■ What needs to be done ■
Only the lines holding "written" are wanted; find them in the listing and return each one.

■ Dataset entries ■
+===+

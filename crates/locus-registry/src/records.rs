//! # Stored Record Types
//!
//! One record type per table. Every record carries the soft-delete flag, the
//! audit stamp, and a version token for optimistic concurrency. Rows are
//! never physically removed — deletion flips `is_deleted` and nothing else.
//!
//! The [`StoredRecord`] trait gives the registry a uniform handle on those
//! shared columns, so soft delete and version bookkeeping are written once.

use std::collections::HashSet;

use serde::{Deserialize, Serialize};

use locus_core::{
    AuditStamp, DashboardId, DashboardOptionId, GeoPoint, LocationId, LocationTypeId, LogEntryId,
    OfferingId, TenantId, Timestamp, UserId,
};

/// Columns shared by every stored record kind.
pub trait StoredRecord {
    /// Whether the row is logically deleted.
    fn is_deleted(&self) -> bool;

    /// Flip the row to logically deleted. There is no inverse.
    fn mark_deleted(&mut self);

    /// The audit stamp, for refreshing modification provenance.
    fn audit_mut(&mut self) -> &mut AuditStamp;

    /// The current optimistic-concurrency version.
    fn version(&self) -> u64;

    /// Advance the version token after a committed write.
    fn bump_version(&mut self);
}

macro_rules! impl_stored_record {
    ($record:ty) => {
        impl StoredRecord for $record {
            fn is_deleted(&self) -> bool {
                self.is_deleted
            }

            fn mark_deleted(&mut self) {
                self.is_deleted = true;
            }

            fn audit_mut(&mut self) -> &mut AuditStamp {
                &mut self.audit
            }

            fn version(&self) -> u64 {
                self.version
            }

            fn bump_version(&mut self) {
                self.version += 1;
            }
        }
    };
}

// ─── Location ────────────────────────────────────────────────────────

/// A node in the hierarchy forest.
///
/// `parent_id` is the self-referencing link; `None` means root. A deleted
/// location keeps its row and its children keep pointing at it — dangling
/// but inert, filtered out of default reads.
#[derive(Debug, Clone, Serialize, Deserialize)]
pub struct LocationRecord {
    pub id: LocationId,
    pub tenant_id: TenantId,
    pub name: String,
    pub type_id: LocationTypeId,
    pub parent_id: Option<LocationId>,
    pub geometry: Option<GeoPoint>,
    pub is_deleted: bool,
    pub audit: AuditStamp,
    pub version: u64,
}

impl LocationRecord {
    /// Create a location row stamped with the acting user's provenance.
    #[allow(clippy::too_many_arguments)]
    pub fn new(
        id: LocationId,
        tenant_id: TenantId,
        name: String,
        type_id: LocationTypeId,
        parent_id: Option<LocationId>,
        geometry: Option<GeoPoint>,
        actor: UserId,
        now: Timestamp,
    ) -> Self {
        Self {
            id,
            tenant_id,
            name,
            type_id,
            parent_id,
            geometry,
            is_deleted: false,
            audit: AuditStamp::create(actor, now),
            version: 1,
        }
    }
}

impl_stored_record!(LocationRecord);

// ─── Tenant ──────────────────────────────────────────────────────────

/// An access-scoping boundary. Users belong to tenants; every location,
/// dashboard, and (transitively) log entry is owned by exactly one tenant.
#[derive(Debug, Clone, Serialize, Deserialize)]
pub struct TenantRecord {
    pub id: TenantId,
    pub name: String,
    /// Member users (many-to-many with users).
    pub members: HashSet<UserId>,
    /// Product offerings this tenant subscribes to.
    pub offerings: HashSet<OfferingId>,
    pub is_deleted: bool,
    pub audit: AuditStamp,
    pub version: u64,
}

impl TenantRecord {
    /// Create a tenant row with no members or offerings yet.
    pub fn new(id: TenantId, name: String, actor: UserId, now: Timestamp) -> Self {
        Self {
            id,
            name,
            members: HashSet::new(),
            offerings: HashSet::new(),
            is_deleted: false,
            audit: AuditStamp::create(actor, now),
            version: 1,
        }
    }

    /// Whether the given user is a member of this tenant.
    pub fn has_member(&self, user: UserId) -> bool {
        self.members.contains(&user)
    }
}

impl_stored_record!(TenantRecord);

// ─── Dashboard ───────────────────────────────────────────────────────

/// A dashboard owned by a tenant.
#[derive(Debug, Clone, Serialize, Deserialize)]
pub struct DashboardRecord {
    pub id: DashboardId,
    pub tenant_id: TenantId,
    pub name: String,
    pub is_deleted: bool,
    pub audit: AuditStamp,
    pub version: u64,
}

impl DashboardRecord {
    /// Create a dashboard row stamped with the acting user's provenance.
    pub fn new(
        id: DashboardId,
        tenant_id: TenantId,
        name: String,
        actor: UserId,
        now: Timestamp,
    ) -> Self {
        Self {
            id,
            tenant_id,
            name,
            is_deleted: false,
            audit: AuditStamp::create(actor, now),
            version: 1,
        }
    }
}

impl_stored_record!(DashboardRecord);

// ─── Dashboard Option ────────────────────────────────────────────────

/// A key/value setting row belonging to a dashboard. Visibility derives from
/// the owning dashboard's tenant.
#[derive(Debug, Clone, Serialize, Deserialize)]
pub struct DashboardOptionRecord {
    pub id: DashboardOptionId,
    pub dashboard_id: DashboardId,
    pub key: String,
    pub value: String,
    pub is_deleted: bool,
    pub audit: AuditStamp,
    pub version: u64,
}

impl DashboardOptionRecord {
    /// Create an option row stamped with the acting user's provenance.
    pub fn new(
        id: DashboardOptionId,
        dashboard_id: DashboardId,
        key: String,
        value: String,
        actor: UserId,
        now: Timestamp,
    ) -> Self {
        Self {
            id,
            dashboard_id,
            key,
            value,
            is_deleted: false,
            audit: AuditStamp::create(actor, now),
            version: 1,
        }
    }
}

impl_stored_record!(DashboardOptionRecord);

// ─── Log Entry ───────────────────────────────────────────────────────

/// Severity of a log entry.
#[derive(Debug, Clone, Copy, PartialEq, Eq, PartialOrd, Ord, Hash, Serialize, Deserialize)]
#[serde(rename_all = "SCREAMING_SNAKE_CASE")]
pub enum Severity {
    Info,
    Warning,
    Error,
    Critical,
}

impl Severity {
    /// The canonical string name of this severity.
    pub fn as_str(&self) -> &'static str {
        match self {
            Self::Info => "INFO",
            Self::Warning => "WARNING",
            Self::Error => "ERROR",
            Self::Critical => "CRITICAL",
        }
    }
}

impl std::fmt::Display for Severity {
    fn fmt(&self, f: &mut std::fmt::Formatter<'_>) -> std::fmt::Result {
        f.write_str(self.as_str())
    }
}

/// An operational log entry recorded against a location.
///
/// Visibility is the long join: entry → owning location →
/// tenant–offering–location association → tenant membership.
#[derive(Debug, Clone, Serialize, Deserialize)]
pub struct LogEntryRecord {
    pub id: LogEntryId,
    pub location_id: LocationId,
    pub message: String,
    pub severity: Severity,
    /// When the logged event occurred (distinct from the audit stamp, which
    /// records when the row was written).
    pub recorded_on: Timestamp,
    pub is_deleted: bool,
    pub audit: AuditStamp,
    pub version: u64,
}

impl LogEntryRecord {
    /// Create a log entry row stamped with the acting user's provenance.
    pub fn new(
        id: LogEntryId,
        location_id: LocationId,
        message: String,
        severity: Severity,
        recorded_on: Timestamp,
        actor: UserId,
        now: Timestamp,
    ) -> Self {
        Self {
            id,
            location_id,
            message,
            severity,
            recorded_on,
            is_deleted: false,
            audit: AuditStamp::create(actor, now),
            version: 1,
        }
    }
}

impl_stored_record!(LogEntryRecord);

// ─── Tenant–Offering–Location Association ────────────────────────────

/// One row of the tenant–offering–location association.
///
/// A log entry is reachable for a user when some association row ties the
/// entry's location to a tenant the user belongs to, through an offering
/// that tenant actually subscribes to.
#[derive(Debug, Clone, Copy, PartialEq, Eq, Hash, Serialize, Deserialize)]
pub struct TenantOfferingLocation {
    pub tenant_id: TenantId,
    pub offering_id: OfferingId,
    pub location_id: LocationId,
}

+===+

■ Solved problem ■
//! shared columns, so soft delete and version bookkeeping are written once.
    /// records when the row was written).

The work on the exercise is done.